**Exercise objective**
Using the listing below, set down exactly the lines starting at the line that contains "options.num_workers_max = Some(n_workers);" and ending at the line that contains "let c_json = serde_json::to_string_pretty(&output.validation)?;", both included, and no others.

**Supplied records**

//! `packlist` command line: generate shipment reports from packing-list workbooks.

use std::fs;
use std::path::{Path, PathBuf};

use anyhow::{Context, Result};
use clap::{Args, Parser, Subcommand, ValueEnum};
use packlist_report::{
    EnumOutputMode, EnumTemplateVersion, SpecGenerateOutput, SpecReportOptions, generate_reports,
    inspect_workbook,
};
use tracing::{info, warn};
use tracing_subscriber::EnvFilter;

#[derive(Parser, Debug)]
#[command(name = "packlist")]
#[command(about = "Turn packing-list workbooks into per-order shipment reports")]
struct Cli {
    #[command(subcommand)]
    command: Command,
}

#[derive(Subcommand, Debug)]
enum Command {
    /// Generate report workbooks.
    Generate(GenerateArgs),
    /// List sheets, the source sheet and the detected tables.
    Inspect {
        input: PathBuf,
        /// JSON options file.
        #[arg(long)]
        config: Option<PathBuf>,
    },
}

#[derive(Args, Debug)]
struct GenerateArgs {
    /// Packing-list workbook (.xlsx).
    input: PathBuf,
    /// Directory receiving the artifacts.
    #[arg(long, default_value = ".")]
    out_dir: PathBuf,
    #[arg(long, value_enum)]
    mode: Option<ArgOutputMode>,
    /// Template workbook holding a `Report` worksheet.
    #[arg(long)]
    template: Option<PathBuf>,
    #[arg(long, value_enum)]
    template_version: Option<ArgTemplateVersion>,
    /// JSON options file; flags override its values.
    #[arg(long)]
    config: Option<PathBuf>,
    #[arg(long)]
    model_name: Option<String>,
    /// Write soft issues and strict mismatches here.
    #[arg(long)]
    validation_json: Option<PathBuf>,
    #[arg(long)]
    workers: Option<usize>,
    /// Also post the input to a remote endpoint.
    #[cfg(feature = "remote")]
    #[arg(long)]
    remote_url: Option<String>,
}

#[derive(Clone, Copy, Debug, ValueEnum)]
enum ArgOutputMode {
    Separate,
    Combined,
    Both,
}

impl From<ArgOutputMode> for EnumOutputMode {
    fn from(mode: ArgOutputMode) -> Self {
        match mode {
            ArgOutputMode::Separate => Self::Separate,
            ArgOutputMode::Combined => Self::Combined,
            ArgOutputMode::Both => Self::Both,
        }
    }
}

#[derive(Clone, Copy, Debug, ValueEnum)]
enum ArgTemplateVersion {
    V1,
    V2,
}

impl From<ArgTemplateVersion> for EnumTemplateVersion {
    fn from(version: ArgTemplateVersion) -> Self {
        match version {
            ArgTemplateVersion::V1 => Self::V1Legacy,
            ArgTemplateVersion::V2 => Self::V2Extended,
        }
    }
}

fn main() -> Result<()> {
    tracing_subscriber::fmt()
        .with_env_filter(
            EnvFilter::try_from_default_env().unwrap_or_else(|_| EnvFilter::new("packlist=info")),
        )
        .with_writer(std::io::stderr)
        .init();

    match Cli::parse().command {
        Command::Generate(args) => {
            let l_paths = run_generate(&args)?;
            for path in l_paths {
                println!("{}", path.display());
            }
        }
        Command::Inspect { input, config } => {
            let options = load_options(config.as_deref())?;
            let v_bytes = read_input(&input)?;
            let inspection = inspect_workbook(&v_bytes, &options)?;
            println!("{}", serde_json::to_string_pretty(&inspection)?);
        }
    }
    Ok(())
}

fn read_input(path: &Path) -> Result<Vec<u8>> {
    fs::read(path).with_context(|| format!("cannot read {}", path.display()))
}

/// Options from an optional JSON file; missing keys keep their defaults.
fn load_options(path: Option<&Path>) -> Result<SpecReportOptions> {
    let Some(path) = path else {
        return Ok(SpecReportOptions::default());
    };
    let c_json = fs::read_to_string(path)
        .with_context(|| format!("cannot read config {}", path.display()))?;
    serde_json::from_str(&c_json).with_context(|| format!("invalid config {}", path.display()))
}

fn derive_options(args: &GenerateArgs) -> Result<SpecReportOptions> {
    let mut options = load_options(args.config.as_deref())?;
    if let Some(mode) = args.mode {
        options.output_mode = mode.into();
    }
    if let Some(version) = args.template_version {
        options.template_version = version.into();
    }
    if let Some(name) = &args.model_name {
        options.model_name = Some(name.clone());
    }
    if let Some(n_workers) = args.workers {
        options.num_workers_max = Some(n_workers);
    }
    Ok(options)
}

/// Generate, write artifacts and the validation report; returns the written paths.
fn run_generate(args: &GenerateArgs) -> Result<Vec<PathBuf>> {
    let options = derive_options(args)?;
    let v_bytes = read_input(&args.input)?;
    let v_template = args.template.as_deref().map(read_input).transpose()?;
    let file_name = args
        .input
        .file_name()
        .map(|name| name.to_string_lossy().to_string())
        .unwrap_or_default();

    let output = generate_reports(&v_bytes, &file_name, &options, v_template.as_deref())?;
    let mut l_paths = write_artifacts(&output, &args.out_dir)?;

    if let Some(path) = &args.validation_json {
        let c_json = serde_json::to_string_pretty(&output.validation)?;
        fs::write(path, c_json).with_context(|| format!("cannot write {}", path.display()))?;
        l_paths.push(path.clone());
    }
    if !output.validation.is_clean() {
        warn!(
            n_soft_issues = output.validation.soft_issues.len(),
            n_mismatches = output.validation.strict_mismatches.len(),
            "validation found issues"
        );
    }

    if let Some(path) = post_remote(args, &file_name, &v_bytes)? {
        l_paths.push(path);
    }

    info!("{}", output.report);
    Ok(l_paths)
}

/// Post the input to the remote endpoint; failures are logged, not fatal.
#[cfg(feature = "remote")]
fn post_remote(args: &GenerateArgs, file_name: &str, v_bytes: &[u8]) -> Result<Option<PathBuf>> {
    let Some(url) = &args.remote_url else {
        return Ok(None);
    };
    match packlist_report::post_generate_reports(url, file_name, v_bytes) {
        Ok(v_remote) => {
            let path = args.out_dir.join(format!(
                "{}Remote.xlsx",
                packlist_report::derive_base_name(file_name)
            ));
            fs::write(&path, v_remote).with_context(|| format!("cannot write {}", path.display()))?;
            Ok(Some(path))
        }
        Err(err) => {
            warn!(error = %err, "remote generation failed; local artifacts kept");
            Ok(None)
        }
    }
}

#[cfg(not(feature = "remote"))]
fn post_remote(_args: &GenerateArgs, _file_name: &str, _v_bytes: &[u8]) -> Result<Option<PathBuf>> {
    Ok(None)
}

fn write_artifacts(output: &SpecGenerateOutput, dir_out: &Path) -> Result<Vec<PathBuf>> {
    fs::create_dir_all(dir_out)
        .with_context(|| format!("cannot create {}", dir_out.display()))?;
    output
        .artifacts
        .iter()
        .map(|artifact| {
            let path = dir_out.join(&artifact.file_name);
            fs::write(&path, &artifact.bytes)
                .with_context(|| format!("cannot write {}", path.display()))?;
            info!(path = %path.display(), n_sheets = artifact.sheet_names.len(), "wrote artifact");
            Ok(path)
        })
        .collect()
}

#[cfg(test)]
mod tests {
    use super::*;
    use packlist_io_xlsx::{EnumCellValue, SheetModel, SpecCellFormat, render_workbook};
    use packlist_report::TUP_HEADER_SIGNATURE;

    fn scratch_dir(name: &str) -> PathBuf {
        let dir = std::env::temp_dir().join(format!("packlist_cli_{name}_{}", std::process::id()));
        let _ = fs::remove_dir_all(&dir);
        fs::create_dir_all(&dir).expect("scratch dir");
        dir
    }

    fn write_packing_list(path: &Path) {
        let mut sheet = SheetModel::new("PL");
        for (col, label) in TUP_HEADER_SIGNATURE.iter().enumerate() {
            sheet.set_value(4, col, *label);
        }
        for (idx, (carton, color)) in [("1", "Red"), ("", "Red"), ("2", "Blue")].iter().enumerate() {
            let row = 5 + idx;
            sheet.set_value(row, 0, *carton);
            sheet.set_value(row, 1, "4500777");
            sheet.set_value(row, 6, "X100");
            sheet.set_value(row, 7, *color);
            sheet.set_value(row, 9, EnumCellValue::Number(6.0));
            sheet.set_value(row, 11, EnumCellValue::Number(6.0));
        }
        let (v_bytes, _) =
            render_workbook(&[&sheet], SpecCellFormat::default()).expect("workbook renders");
        fs::write(path, v_bytes).expect("input written");
    }

    fn generate_args(input: PathBuf, out_dir: PathBuf) -> GenerateArgs {
        GenerateArgs {
            input,
            out_dir,
            mode: None,
            template: None,
            template_version: None,
            config: None,
            model_name: None,
            validation_json: None,
            workers: Some(1),
            #[cfg(feature = "remote")]
            remote_url: None,
        }
    }

    #[test]
    fn test_config_file_is_partial_and_flags_override() {
        let dir = scratch_dir("config");
        let path = dir.join("options.json");
        fs::write(&path, r#"{"output_mode": "separate", "weight_policy": "per_row"}"#)
            .expect("config written");

        let mut args = generate_args(dir.join("in.xlsx"), dir.clone());
        args.config = Some(path);
        args.template_version = Some(ArgTemplateVersion::V1);
        let options = derive_options(&args).expect("options load");

        assert_eq!(options.output_mode, EnumOutputMode::Separate);
        assert_eq!(options.template_version, EnumTemplateVersion::V1Legacy);
        assert_eq!(options.material_prefixes, vec!["X".to_string(), "L".to_string()]);
        assert_eq!(options.num_workers_max, Some(1));
    }

    #[test]
    fn test_generate_writes_artifacts_and_validation() {
        let dir = scratch_dir("generate");
        let input = dir.join("Shipment.xlsx");
        write_packing_list(&input);

        let mut args = generate_args(input, dir.join("out"));
        args.validation_json = Some(dir.join("validation.json"));
        let l_paths = run_generate(&args).expect("generate succeeds");

        assert!(dir.join("out/Shipment-4500777.xlsx").is_file());
        assert!(dir.join("out/ShipmentReport.xlsx").is_file());
        assert_eq!(l_paths.len(), 3);
        let c_json = fs::read_to_string(dir.join("validation.json")).expect("validation written");
        assert!(c_json.contains("strictMismatches"));
    }

    #[test]
    fn test_missing_input_is_an_error() {
        let dir = scratch_dir("missing");
        let args = generate_args(dir.join("nope.xlsx"), dir.clone());
        let err = run_generate(&args).expect_err("missing input fails");
        assert!(err.to_string().contains("nope.xlsx"));
    }
}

**Reply to the task**
        options.num_workers_max = Some(n_workers);
    }
    Ok(options)
}

/// Generate, write artifacts and the validation report; returns the written paths.
fn run_generate(args: &GenerateArgs) -> Result<Vec<PathBuf>> {
    let options = derive_options(args)?;
    let v_bytes = read_input(&args.input)?;
    let v_template = args.template.as_deref().map(read_input).transpose()?;
    let file_name = args
        .input
        .file_name()
        .map(|name| name.to_string_lossy().to_string())
        .unwrap_or_default();

    let output = generate_reports(&v_bytes, &file_name, &options, v_template.as_deref())?;
    let mut l_paths = write_artifacts(&output, &args.out_dir)?;

    if let Some(path) = &args.validation_json {
        let c_json = serde_json::to_string_pretty(&output.validation)?;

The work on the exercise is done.